Mata Riska berkaca-kaca melihat sang suami tak menghiraukan nya. Padahal Riska sudah bersusah-susah tidak tidur siang untuk memasak gulai kambing yang tentunya menghabiskan banyak waktu.
Dia ingin makan malam bersama sang suami. Riska ingin seperti awal menikah, dia rindu Zayyan yang romantis dan manis.
Selama seminggu dia sering kali diabaikan oleh Zayyan. Pria itu bahkan tidak meminta haknya sama sekali, Zayyan seperti hidup sendiri di rumah mewah mereka.
Ya, keduanya telah pindah ke rumah mewah yang dibeli Zayyan untuk Riska.
"Sudah seminggu, Mas," ujar Riska dengan suara serak.
Tangannya terkepal erat. Dia tidak suka dengan sikap Zayyan seperti ini. Gadis itu sadar kalau sang suami merasa kehilangan, namun kehidupan terus berjalan selama nyawa masih bersatu dengan raga.
"Sudah seminggu Mbak Rina meninggal, tapi kamu masih belum move on. Tiap hari kerjamu cuma sholat lima waktu, kerja terus-terusan. Bahkan, pulang ke rumah juga untuk kerja?! Setiap malam aku tunggu kamu pulang sampai aku ketiduran di sofa, terus saat kamu pulang, hanya sebentar saja, karena kamu sudah pergi saat aku bangun tidur?!"
Riska meninggikan suaranya. Dia sudah sangat muak dengan sikap Zayyan yang tak memperdulikannya sama sekali selama seminggu ini.
Setiap kali dia ingin berbicara dengan Zayyan, pria itu selalu berkilah dengan mengatakan dirinya sedang sibuk.
Mereka tidak punya waktu untuk mengobrol bersama.
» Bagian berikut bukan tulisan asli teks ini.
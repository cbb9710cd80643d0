//! Sliding token-window chunker.
//!
//! Splits each [`TextUnit`] into overlapping windows of whitespace
//! tokens. Windows advance by `window * (1 - overlap_ratio)` tokens; the
//! last window is truncated to the remaining tail, never padded and never
//! dropped, so even a one-word unit produces exactly one chunk.
//!
//! `token_start`/`token_end` are absolute token indices into the unit's
//! text and the chunk text is the exact substring between those tokens,
//! which keeps lexical filtering and citation debugging honest.
//!
//! Chunk IDs are a SHA-256 of `(file_id, locator, window index)`:
//! re-running ingestion on unchanged content reproduces identical IDs,
//! which is what makes re-ingestion an idempotent upsert instead of a
//! duplication.

use sha2::{Digest, Sha256};

use crate::models::{Chunk, FileType, Locator, TextUnit};

/// A token with its byte span in the source text.
struct TokenSpan {
    start: usize,
    end: usize,
}

fn token_spans(text: &str) -> Vec<TokenSpan> {
    let mut spans = Vec::new();
    let mut start: Option<usize> = None;
    for (i, c) in text.char_indices() {
        if c.is_whitespace() {
            if let Some(s) = start.take() {
                spans.push(TokenSpan { start: s, end: i });
            }
        } else if start.is_none() {
            start = Some(i);
        }
    }
    if let Some(s) = start {
        spans.push(TokenSpan {
            start: s,
            end: text.len(),
        });
    }
    spans
}

/// Deterministic chunk identity: pure function of file, locator, and
/// window index.
pub fn chunk_id(file_id: &str, locator: &Locator, window_index: usize) -> String {
    let mut hasher = Sha256::new();
    hasher.update(file_id.as_bytes());
    hasher.update(b"\x1f");
    hasher.update(locator.to_string().as_bytes());
    hasher.update(b"\x1f");
    hasher.update(window_index.to_le_bytes());
    format!("{:x}", hasher.finalize())
}

/// Window a unit's text into chunks (embedding filled in later).
pub fn chunk_unit(
    unit: &TextUnit,
    filename: &str,
    file_type: FileType,
    uploaded_at: i64,
    window_tokens: usize,
    overlap_ratio: f64,
) -> Vec<Chunk> {
    let spans = token_spans(&unit.text);
    if spans.is_empty() {
        return Vec::new();
    }

    let stride = ((window_tokens as f64) * (1.0 - overlap_ratio)).floor() as usize;
    let stride = stride.max(1);

    let mut chunks = Vec::new();
    let mut window_index = 0usize;
    let mut token_start = 0usize;

    loop {
        let token_end = (token_start + window_tokens).min(spans.len());
        let byte_start = spans[token_start].start;
        let byte_end = spans[token_end - 1].end;

        chunks.push(Chunk {
            chunk_id: chunk_id(&unit.source_file_id, &unit.locator, window_index),
            source_file_id: unit.source_file_id.clone(),
            filename: filename.to_string(),
            file_type,
            locator: unit.locator.clone(),
            token_start: token_start as i64,
            token_end: token_end as i64,
            text: unit.text[byte_start..byte_end].to_string(),
            uploaded_at,
        });

        if token_end == spans.len() {
            break;
        }
        token_start += stride;
        window_index += 1;
    }

    chunks
}

/// Lowercased unique token set of a chunk's text, space-joined for
/// storage. Used by the lexical stage of hybrid retrieval.
pub fn token_set(text: &str) -> String {
    let mut tokens: Vec<String> = text
        .split(|c: char| !c.is_alphanumeric() && c != '.' && c != '$')
        .filter(|t| !t.is_empty())
        .map(|t| t.to_lowercase())
        .collect();
    tokens.sort();
    tokens.dedup();
    tokens.join(" ")
}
Rasanya kesal sekali mengingat hal itu.
Zayyan tersentak mendengar teriakan Riska. Pria itu bangkit berdiri melihat wajah Riska memerah, mata gadis itu berkaca-kaca menjelaskan bahwa kondisi hatinya sedang tak baik-baik saja.
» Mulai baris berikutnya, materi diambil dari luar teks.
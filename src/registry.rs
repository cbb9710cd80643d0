//! File Registry: the persistent dedup ledger and per-file state machine.
//!
//! Every workspace file the orchestrator has ever seen gets a row here.
//! Rows are never deleted while the file exists upstream; a re-upload
//! with a new content hash flips the row back to `pending` (re-ingestion,
//! not overwrite-in-place) so the audit trail survives.
//!
//! The `claim` transition doubles as the per-file concurrency lock: an
//! atomic `UPDATE ... WHERE state IN (...)` moves exactly one eligible
//! row to `extracting`, and the pipeline that lost the race skips the
//! file. A crash mid-extraction leaves the row in `extracting`;
//! [`reset_stale_claims`] reclaims those on the next startup
//! (at-least-once semantics, made harmless by deterministic chunk IDs).

use sqlx::{Row, SqlitePool};
use std::collections::HashMap;
use tracing::info;

use crate::error::Result;
use crate::models::{FileListingEntry, FileType, IngestionState, SourceFile};

/// Outcome of registering a listed file against the ledger.
#[derive(Debug, Clone, Copy, PartialEq, Eq)]
pub enum RegisterOutcome {
    /// Never seen before; row created in `pending`.
    New,
    /// Same content hash as the stored row; nothing to do.
    Unchanged,
    /// Known file with different content; reset to `pending` for
    /// re-ingestion.
    Changed,
}

pub struct Registry {
    pool: SqlitePool,
    max_retries: i64,
}

impl Registry {
    pub fn new(pool: SqlitePool, max_retries: i64) -> Self {
        Self { pool, max_retries }
    }

    /// Register a listed file, deduplicating by `(file_id, content_hash)`.
    ///
    /// Safe under concurrent registration: the insert is atomic on the
    /// `file_id` key, so two racing scans agree on one `New` and one
    /// `Unchanged` instead of colliding.
    pub async fn register_if_new(
        &self,
        entry: &FileListingEntry,
        content_hash: &str,
    ) -> Result<RegisterOutcome> {
        let now = chrono::Utc::now().timestamp();

        let inserted = sqlx::query(
            r#"
            INSERT INTO files
                (file_id, filename, file_type, content_hash, size,
                 uploaded_at, state, retry_count, last_error, updated_at)
            VALUES (?, ?, ?, ?, ?, ?, 'pending', 0, NULL, ?)
            ON CONFLICT(file_id) DO NOTHING
            "#,
        )
        .bind(&entry.file_id)
        .bind(&entry.filename)
        .bind(entry.file_type.as_str())
        .bind(content_hash)
        .bind(entry.size)
        .bind(entry.uploaded_at)
        .bind(now)
        .execute(&self.pool)
        .await?;
        if inserted.rows_affected() == 1 {
            return Ok(RegisterOutcome::New);
        }

        let stored_hash: String =
            sqlx::query_scalar("SELECT content_hash FROM files WHERE file_id = ?")
                .bind(&entry.file_id)
                .fetch_one(&self.pool)
                .await?;
        if stored_hash == content_hash {
            return Ok(RegisterOutcome::Unchanged);
        }

        // Content changed upstream: reset for re-ingestion and clear the
        // retry budget. A file mid-extraction keeps its claim; the next
        // scan re-registers the new content once the claim is released.
        let updated = sqlx::query(
            r#"
            UPDATE files
            SET content_hash = ?, filename = ?, size = ?, uploaded_at = ?,
                state = 'pending', retry_count = 0, last_error = NULL,
                updated_at = ?
            WHERE file_id = ? AND state != 'extracting'
            "#,
        )
        .bind(content_hash)
        .bind(&entry.filename)
        .bind(entry.size)
        .bind(entry.uploaded_at)
        .bind(now)
        .bind(&entry.file_id)
        .execute(&self.pool)
        .await?;
        if updated.rows_affected() == 1 {
            Ok(RegisterOutcome::Changed)
        } else {
            Ok(RegisterOutcome::Unchanged)
        }
    }

    /// Atomically claim a file for extraction. Returns `false` if another
    /// pipeline claimed it first or it is not in an eligible state.
    pub async fn claim(&self, file_id: &str) -> Result<bool> {
        let now = chrono::Utc::now().timestamp();
        let result = sqlx::query(
            r#"
            UPDATE files
            SET state = 'extracting', updated_at = ?
            WHERE file_id = ? AND state IN ('pending', 'failed')
            "#,
        )
        .bind(now)
        .bind(file_id)
        .execute(&self.pool)
        .await?;
        Ok(result.rows_affected() == 1)
    }

    pub async fn mark_indexed(&self, file_id: &str) -> Result<()> {
        self.set_state(file_id, IngestionState::Indexed, None).await
    }

    /// Record a per-file failure. Once the retry budget is spent the file
    /// is parked as `permanently_failed` and excluded from further
    /// automatic retries (still visible via status()).
    pub async fn mark_failed(&self, file_id: &str, error: &str) -> Result<IngestionState> {
        let now = chrono::Utc::now().timestamp();
        sqlx::query(
            r#"
            UPDATE files
            SET retry_count = retry_count + 1, last_error = ?, updated_at = ?,
                state = CASE WHEN retry_count + 1 > ? THEN 'permanently_failed'
                             ELSE 'failed' END
            WHERE file_id = ?
            "#,
        )
        .bind(error)
        .bind(now)
        .bind(self.max_retries)
        .bind(file_id)
        .execute(&self.pool)
        .await?;

        let state: String = sqlx::query_scalar("SELECT state FROM files WHERE file_id = ?")
            .bind(file_id)
            .fetch_one(&self.pool)
            .await?;
        Ok(IngestionState::parse(&state).unwrap_or(IngestionState::Failed))
    }

    /// Return files left in `extracting` by a crashed or cancelled run to
    /// `pending` so the next scan retries them.
    pub async fn reset_stale_claims(&self) -> Result<u64> {
        let now = chrono::Utc::now().timestamp();
        let result = sqlx::query(
            "UPDATE files SET state = 'pending', updated_at = ? WHERE state = 'extracting'",
        )
        .bind(now)
        .execute(&self.pool)
        .await?;
        let reclaimed = result.rows_affected();
        if reclaimed > 0 {
            info!(reclaimed, "reset stale extraction claims");
        }
        Ok(reclaimed)
    }

    pub async fn list_by_state(&self, state: IngestionState) -> Result<Vec<String>> {
        let rows: Vec<(String,)> =
            sqlx::query_as("SELECT file_id FROM files WHERE state = ? ORDER BY file_id")
                .bind(state.as_str())
                .fetch_all(&self.pool)
                .await?;
        Ok(rows.into_iter().map(|(id,)| id).collect())
    }

    /// Files eligible for a claim this run: anything not indexed and not
    /// permanently parked.
    pub async fn list_eligible(&self) -> Result<Vec<String>> {
        let rows: Vec<(String,)> = sqlx::query_as(
            "SELECT file_id FROM files WHERE state IN ('pending', 'failed') ORDER BY file_id",
        )
        .fetch_all(&self.pool)
        .await?;
        Ok(rows.into_iter().map(|(id,)| id).collect())
    }

    pub async fn get(&self, file_id: &str) -> Result<Option<SourceFile>> {
        let row = sqlx::query(
            r#"
            SELECT file_id, filename, file_type, content_hash, size,
                   uploaded_at, state, retry_count, last_error
            FROM files WHERE file_id = ?
            "#,
        )
        .bind(file_id)
        .fetch_optional(&self.pool)
        .await?;

        Ok(row.map(|row| {
            let file_type: String = row.get("file_type");
            let state: String = row.get("state");
            SourceFile {
                file_id: row.get("file_id"),
                filename: row.get("filename"),
                file_type: FileType::parse(&file_type).unwrap_or(FileType::Txt),
                content_hash: row.get("content_hash"),
                size: row.get("size"),
                uploaded_at: row.get("uploaded_at"),
                state: IngestionState::parse(&state).unwrap_or(IngestionState::Pending),
                retry_count: row.get("retry_count"),
                last_error: row.get("last_error"),
            }
        }))
    }

    /// Counts by file type and by state, for status reporting.
    pub async fn stats(&self) -> Result<(HashMap<String, i64>, HashMap<String, i64>)> {
        let by_type: Vec<(String, i64)> =
            sqlx::query_as("SELECT file_type, COUNT(*) FROM files GROUP BY file_type")
                .fetch_all(&self.pool)
                .await?;
        let by_state: Vec<(String, i64)> =
            sqlx::query_as("SELECT state, COUNT(*) FROM files GROUP BY state")
                .fetch_all(&self.pool)
                .await?;
        Ok((
            by_type.into_iter().collect(),
            by_state.into_iter().collect(),
        ))
    }

    async fn set_state(
        &self,
        file_id: &str,
        state: IngestionState,
        error: Option<&str>,
    ) -> Result<()> {
        let now = chrono::Utc::now().timestamp();
        sqlx::query("UPDATE files SET state = ?, last_error = ?, updated_at = ? WHERE file_id = ?")
            .bind(state.as_str())
            .bind(error)
            .bind(now)
            .bind(file_id)
            .execute(&self.pool)
            .await?;
        Ok(())
    }
}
"Sayang … bukan begitu." Zayyan ingin menyentuh Riska, namun gadis itu memundurkan langkahnya.
Dia sudah sangat kecewa pada Zayyan. Kesabarannya yang setipis tisu sudah basah dan hampir koyak.
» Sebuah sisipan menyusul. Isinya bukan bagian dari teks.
//! Pipeline error taxonomy.
//!
//! Extraction and embedding failures are contained per file by the
//! orchestrator; query-time failures (including an empty or uninitialized
//! store) degrade to an empty result with the response's `degraded` flag
//! set instead of propagating to the caller.

use thiserror::Error;

#[derive(Debug, Error)]
pub enum PipelineError {
    /// Malformed or unsupported file content. Marks the file `Failed`;
    /// other files in the same run are unaffected.
    #[error("extraction failed for {file_id}: {cause}")]
    Extraction { file_id: String, cause: String },

    /// Embedding provider unavailable or timed out after bounded retries.
    #[error("embedding failed: {0}")]
    Embedding(String),

    /// Backing store unavailable. Queries return a degraded empty result;
    /// ingestion pauses until the next scheduled run.
    #[error("vector store error: {0}")]
    VectorStore(#[from] sqlx::Error),

    /// A file reference could not be downloaded from the listing provider.
    #[error("download failed for {file_id}: {cause}")]
    Download { file_id: String, cause: String },

    /// The answer generator failed after retrieval succeeded.
    #[error("answer generation failed: {0}")]
    AnswerGeneration(String),
}

pub type Result<T> = std::result::Result<T, PipelineError>;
Saatnya meluapkan segala amarah terpendam Riska.
"Bukan begitu apanya, huh?! Kamu jahat, Mas … kamu egois … kamu hidup di rumah ini bersamamu, tapi, perilakumu seolah-olah kamu masih lajang?! kamu anggap aku tidak ada di rumah ini?!" teriak Riska melepaskan segala emosi negatif yang bersarang di dalam hatinya.
Zayyan menghela nafas berat. Jujur saja hatinya sakit dibentak oleh istrinya, karena dia jarang sekali dibentak. Namun, saat ini yang harus diprioritaskan adalah perasaan Riska.
Sang istri sedang mengamuk karena ulahnya. Dia mengira Riska akan baik-baik saja, nyatanya sang istri keberatan dengan perilakunya selama seminggu ini.
Inilah yang membuat Riska kesal, dia sudah meledak-ledak seperti orang yang kebakaran jenggot. Namun, Zayyan masih tenang seperti air.
Pria itu langsung sadar dirinya salah dan meminta maaf pada Riska. Membuat sang istri kesal pada dirinya sendiri, sebab Zayyan bukan lawan yang pas untuk diajak berdebat.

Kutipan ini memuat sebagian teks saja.